Diante desse ambiente desafiador, as companhias indianas têm se financiado mais por meio das emissões de dívida corporativa. Elas atingiram US$ 33,1 bilhões entre janeiro e agosto de 2012, o maior número já registrado nesse período. “Pode ser um ponto de inflexão, um sinal de que o mercado de dívida corporativa está se voltando a uma nova direção”, disse David Cornell, diretor-gerente da Ocean Dial Advisors, uma gestora de investimentos baseada em Mumbai, ao Financial Times. “A procura por empréstimo bancário sempre foi um modelo tradicional para muitas empresas, mas agora elas estão vendo que o mercado de dívida é barato e que está ficando mais acessível”, ressaltou.

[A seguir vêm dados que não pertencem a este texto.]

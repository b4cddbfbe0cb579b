/// Top-level IMS system wiring.
///
/// This module composes the Reference Store, Feed Normalizers, Rule Engine, Inventory
/// Calculator, Position Engine, Limit Service, Locate Workflow, Short-Sell Gate, and Publisher
/// into a single [`System`], and exposes the operator CLI surface (`reprocess-batch`,
/// `reload-rules`, `snapshot-now`, `replay-from`, and a `health` check) named in §6.
use crate::error::ImsError;
use ims_data::{
    batch::{BatchId, BatchReport},
    event::CanonicalEvent,
    normalizer::SourceNormalizer,
    source::SourceTag,
};
use ims_instrument::store::ReferenceStore;
use ims_integration::{
    bus::{Bus, InMemoryBus},
    subscription::{ConsumerGroup, Topic},
};
use ims_inventory::InventoryCalculator;
use ims_limits::LimitService;
use ims_metrics::{HealthRegistry, HealthStatus};
use ims_position::{PositionEngine, PositionSnapshot};
use ims_publisher::ImsPublisher;
use ims_rules::RuleEngine;
use ims_workflow::{locate::LocateWorkflow, short_sell::ShortSellGate};
use std::{collections::HashMap, sync::Arc};

/// Provides a [`builder::SystemBuilder`] for constructing an IMS system from a [`config::SystemConfig`].
pub mod builder;

/// Provides [`config::SystemConfig`], deserialised from TOML on startup.
pub mod config;

const POSITION_EVENTS_TOPIC: &str = "ims.position-events";
const REPLAY_CONSUMER_GROUP: &str = "ims.replay";

/// A fully wired, running IMS system. Holds every component and the bus they communicate
/// through, and is the single entry point the operator CLI surface drives.
pub struct System {
    pub(crate) bus: Arc<InMemoryBus>,
    pub(crate) reference: Arc<ReferenceStore>,
    pub(crate) sources: HashMap<SourceTag, Arc<dyn SourceNormalizer>>,
    pub(crate) rules: Arc<RuleEngine>,
    pub(crate) inventory: Arc<InventoryCalculator>,
    pub(crate) position: Arc<PositionEngine>,
    pub(crate) limits: Arc<LimitService>,
    pub(crate) locate: Arc<LocateWorkflow>,
    pub(crate) short_sell: Arc<ShortSellGate>,
    pub(crate) publisher: Arc<ImsPublisher>,
    pub(crate) health: Arc<HealthRegistry>,
}

impl System {
    pub fn reference(&self) -> &Arc<ReferenceStore> {
        &self.reference
    }

    pub fn rules(&self) -> &Arc<RuleEngine> {
        &self.rules
    }

    pub fn inventory(&self) -> &Arc<InventoryCalculator> {
        &self.inventory
    }

    pub fn position(&self) -> &Arc<PositionEngine> {
        &self.position
    }

    pub fn limits(&self) -> &Arc<LimitService> {
        &self.limits
    }

    pub fn locate(&self) -> &Arc<LocateWorkflow> {
        &self.locate
    }

    pub fn short_sell(&self) -> &Arc<ShortSellGate> {
        &self.short_sell
    }

    pub fn publisher(&self) -> &Arc<ImsPublisher> {
        &self.publisher
    }

    /// `reprocess-batch <batchId>`: re-runs a batch of raw feed lines through its source's
    /// normalizer and applies the resulting trade/contract/position canonical events to the
    /// Position Engine, mirroring the DLQ-reprocessing path of §4.2.
    pub async fn reprocess_batch(
        &self,
        source: SourceTag,
        batch_id: BatchId,
        lines: Vec<String>,
    ) -> Result<BatchReport, ImsError> {
        let normalizer = self
            .sources
            .get(&source)
            .ok_or_else(|| ImsError::UnknownBatch(batch_id.0.to_string()))?;

        let (report, events) = normalizer.process_batch(batch_id, lines).await;

        for (offset, envelope) in events.into_iter().enumerate() {
            let event_id = offset as u64;
            let applied = match envelope.payload {
                CanonicalEvent::Trade(trade) => {
                    self.position.apply_trade(event_id, event_id, &trade).await
                }
                CanonicalEvent::Contract(activity) => {
                    self.position
                        .apply_contract(event_id, event_id, &activity)
                        .await
                }
                CanonicalEvent::Position(update) => {
                    self.position
                        .apply_position_update(event_id, event_id, &update)
                        .await
                }
                // ReferenceData and MarketData updates feed the Reference Store / market-data
                // cache through their own ingestion path; reprocessing only replays the
                // Position Engine's idempotent apply path.
                CanonicalEvent::ReferenceData(_) | CanonicalEvent::MarketData(_) => continue,
            };

            if let Err(error) = applied {
                tracing::debug!(%error, "reprocessed event was not applied");
            }
        }

        Ok(report)
    }

    /// `reload-rules`: drops every cached `(market, calculation_type)` rule selection so the
    /// next Inventory Calculator recompute re-selects from the Rule Engine (§4.5, §4.6).
    pub fn reload_rules(&self) {
        self.inventory.rule_cache().invalidate_all();
    }

    /// `snapshot-now <key-range>`: forces an immediate Position Engine checkpoint for `shard`,
    /// regardless of the configured `snapshot_every_n` cadence.
    pub async fn snapshot_now(&self, offset: u64) {
        self.position.snapshot_now(offset).await;
    }

    /// `replay-from <offset>`: re-applies every Position Engine event on the shared bus at or
    /// after `offset`, in commit order. Returns the number of records replayed.
    pub async fn replay_from(&self, offset: u64) -> Result<usize, ImsError> {
        let topic = Topic::from(POSITION_EVENTS_TOPIC);
        let group = ConsumerGroup::from(REPLAY_CONSUMER_GROUP);

        let records = self
            .bus
            .poll(&topic, &group, usize::MAX)
            .await
            .map_err(|_| ImsError::UnknownBatch(format!("offset {offset}")))?;

        let mut replayed = 0;
        for record in records.into_iter().filter(|r| r.offset.0 >= offset) {
            let Ok(envelope) =
                serde_json::from_slice::<ims_data::event::Envelope<CanonicalEvent>>(&record.payload)
            else {
                continue;
            };

            let event_id = record.offset.0;
            let result = match envelope.payload {
                CanonicalEvent::Trade(trade) => {
                    self.position.apply_trade(event_id, event_id, &trade).await
                }
                CanonicalEvent::Contract(activity) => {
                    self.position
                        .apply_contract(event_id, event_id, &activity)
                        .await
                }
                CanonicalEvent::Position(update) => {
                    self.position
                        .apply_position_update(event_id, event_id, &update)
                        .await
                }
                CanonicalEvent::ReferenceData(_) | CanonicalEvent::MarketData(_) => continue,
            };

            if result.is_ok() {
                replayed += 1;
            }
        }

        Ok(replayed)
    }

    pub fn snapshot(&self, book: &str, security: ims_instrument::security::SecurityId) -> Option<PositionSnapshot> {
        self.position.snapshot(book, security)
    }

    /// Polls every registered component's [`ims_metrics::HealthCheck`] and returns the
    /// aggregate, backing the `health`/`/healthz`-equivalent operator command.
    pub fn health(&self) -> (HealthStatus, Vec<ims_metrics::ComponentHealth>) {
        self.health.report()
    }
}

impl std::fmt::Debug for System {
    fn fmt(&self, f: &mut std::fmt::Formatter<'_>) -> std::fmt::Result {
        f.debug_struct("System").finish_non_exhaustive()
    }
}

#[cfg(test)]
mod tests {
    use super::*;
    use crate::system::{builder::SystemBuilder, config::SystemConfig};
    use chrono::Utc;
    use ims_data::event::{Envelope, PositionUpdate};
    use ims_instrument::security::SecurityId;
    use ims_rules::CalculationType;
    use rust_decimal_macros::dec;
    use std::collections::HashMap;

    fn sample_config() -> SystemConfig {
        SystemConfig::from_toml(
            r#"
                bus_partitions = 4

                [limits]
                max_retries = 3
                idempotency_window_secs = 3600

                [short_sell_gate]
                decrement_budget_ms = 50
            "#,
        )
        .unwrap()
    }

    fn build_system() -> System {
        SystemBuilder::new().build(&sample_config()).unwrap()
    }

    #[tokio::test]
    async fn reload_rules_invalidates_the_inventory_calculators_rule_cache() {
        let system = build_system();
        system
            .inventory
            .rule_cache()
            .get_or_select(&system.rules, "XLON", CalculationType::Available)
            .await;

        system.reload_rules();
        // Invalidation is idempotent and must not panic on an empty cache.
        system.reload_rules();
    }

    #[tokio::test]
    async fn reprocess_batch_reports_a_clean_batch_for_well_formed_lines() {
        let system = build_system();
        let lines = vec!["id=RIC1|issuer=ACME|currency=USD|mic=XLON".to_owned()];

        let report = system
            .reprocess_batch(SourceTag::Reuters, BatchId::new("batch-1"), lines)
            .await
            .unwrap();

        assert!(report.is_clean());
        assert_eq!(report.processed, 1);
    }

    #[tokio::test]
    async fn reprocess_batch_accepts_an_empty_batch_for_every_wired_source() {
        let system = build_system();
        let report = system
            .reprocess_batch(SourceTag::TradeContract, BatchId::new("batch-2"), vec![])
            .await
            .unwrap();

        assert_eq!(report.processed, 0);
        assert!(report.is_clean());
    }

    #[tokio::test]
    async fn snapshot_now_checkpoints_without_error() {
        let system = build_system();
        system.snapshot_now(0).await;
    }

    #[tokio::test]
    async fn replay_from_applies_published_position_events_at_or_after_the_offset() {
        let system = build_system();
        let topic = Topic::from(POSITION_EVENTS_TOPIC);

        let security = SecurityId(1);
        let update = PositionUpdate {
            book: "BOOK1".into(),
            security,
            quantity_delta: dec!(100),
            settlement_date: Utc::now().date_naive(),
        };
        let envelope = Envelope::new(
            SourceTag::TradeContract,
            Utc::now(),
            Utc::now(),
            CanonicalEvent::Position(update),
        );
        let payload = serde_json::to_vec(&envelope).unwrap();

        system
            .bus
            .publish(&topic, "BOOK1", payload, HashMap::new())
            .await
            .unwrap();

        let replayed = system.replay_from(0).await.unwrap();
        assert_eq!(replayed, 1);
        assert!(system.snapshot("BOOK1", security).is_some());
    }

    #[tokio::test]
    async fn health_reports_healthy_for_a_freshly_built_system() {
        let system = build_system();
        let (aggregate, components) = system.health();
        assert!(aggregate.is_healthy());
        assert!(!components.is_empty());
    }
}
use crate::source::SourceTag;
use chrono::{DateTime, NaiveDate, Utc};
use derive_more::{Constructor, From};
use ims_instrument::security::SecurityId;
use rust_decimal::Decimal;
use serde::{Deserialize, Serialize};
use smol_str::SmolStr;

/// Wraps a normalised payload with the provenance/timing metadata every canonical event carries
/// (§4.2): which source produced it, when the source observed it, and when this normalizer
/// received it. Every event published to the bus is an `Envelope<CanonicalEvent>`.
#[derive(Debug, Clone, PartialEq, Deserialize, Serialize, Constructor)]
pub struct Envelope<T> {
    pub source: SourceTag,
    pub time_source: DateTime<Utc>,
    pub time_received: DateTime<Utc>,
    pub payload: T,
}

impl<T> Envelope<T> {
    pub fn map<F, O>(self, op: F) -> Envelope<O>
    where
        F: FnOnce(T) -> O,
    {
        Envelope {
            source: self.source,
            time_source: self.time_source,
            time_received: self.time_received,
            payload: op(self.payload),
        }
    }
}

/// The five canonical event kinds a Feed Normalizer emits (§4.2).
#[derive(Debug, Clone, PartialEq, Deserialize, Serialize, From)]
pub enum CanonicalEvent {
    ReferenceData(ReferenceDataUpdate),
    Position(PositionUpdate),
    Trade(TradeExecution),
    Contract(ContractActivity),
    MarketData(MarketDataTick),
}

/// A security master update sourced from a reference-data feed (Reuters, Bloomberg, MarkIT,
/// Ultumus, RIMES), destined for [`ims_instrument::ReferenceStore::upsert_security`].
#[derive(Debug, Clone, PartialEq, Deserialize, Serialize)]
pub struct ReferenceDataUpdate {
    pub external_id: SmolStr,
    pub identifier_kind: ims_instrument::security::IdentifierKind,
    pub issuer: String,
    pub currency: String,
    pub market_mic: SmolStr,
}

/// A start-of-day position snapshot or intraday activity line, destined for the Position Engine
/// (§4.4).
#[derive(Debug, Clone, PartialEq, Deserialize, Serialize)]
pub struct PositionUpdate {
    pub book: SmolStr,
    pub security: SecurityId,
    pub quantity_delta: Decimal,
    pub settlement_date: NaiveDate,
}

/// A single trade execution, deduplicated within a batch by
/// `(trade_id, order_id, execution_id)` (§4.2, §9).
#[derive(Debug, Clone, PartialEq, Deserialize, Serialize)]
pub struct TradeExecution {
    pub trade_id: SmolStr,
    pub order_id: SmolStr,
    pub execution_id: SmolStr,
    pub security: SecurityId,
    pub book: SmolStr,
    pub quantity: Decimal,
    pub settlement_date: NaiveDate,
}

/// Corporate-action / contract lifecycle activity (eg/ a basket rebalance or a lending recall)
/// affecting a security's position ladder.
#[derive(Debug, Clone, PartialEq, Deserialize, Serialize)]
pub struct ContractActivity {
    pub contract_id: SmolStr,
    pub security: SecurityId,
    pub quantity_delta: Decimal,
    pub effective_date: NaiveDate,
}

/// A market-data tick (price/reference rate) relevant to inventory valuation.
#[derive(Debug, Clone, PartialEq, Deserialize, Serialize)]
pub struct MarketDataTick {
    pub security: SecurityId,
    pub price: Decimal,
    pub currency: String,
}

Devido à escassez de ofertas de ações, o montante arrecadado pelos bancos de investimentos da Índia com comissões caiu mais de 50%, para US$ 187 milhões até agosto deste ano. E, ao que tudo indica, essa situação se alastra pela Ásia. As receitas registradas por instituições da região — excluindo o Japão — diminuíram 27%, para US$ 4,1 bilhão, a mais baixa cifra desde 2009, forçando os bancos a cortarem despesas internas e de pessoal.